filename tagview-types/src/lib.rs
pub mod enums;
pub mod models;

pub use enums::*;
pub use models::*;
use std::fmt;

/// Project any error into a message fit for a user-facing notification.
///
/// Prefers the `Display` text, falls back to the `Debug` text when the
/// display form is blank, and never fails itself.
pub fn error_message<E>(err: &E) -> String
where
    E: fmt::Display + fmt::Debug + ?Sized,
{
    let message = err.to_string();
    if !message.trim().is_empty() {
        return message;
    }

    let debug = format!("{:?}", err);
    if !debug.trim().is_empty() && debug != "\"\"" {
        return debug;
    }

    "Unknown error".to_string()
}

§ What this task involves
Copy over exactly the lines above from the one with "pub fn error_message<E>(err: &E) -> String" to the last, both included, and no others.

§ Task output
pub fn error_message<E>(err: &E) -> String
where
    E: fmt::Display + fmt::Debug + ?Sized,
{
    let message = err.to_string();
    if !message.trim().is_empty() {
        return message;
    }

    let debug = format!("{:?}", err);
    if !debug.trim().is_empty() && debug != "\"\"" {
        return debug;
    }

    "Unknown error".to_string()
}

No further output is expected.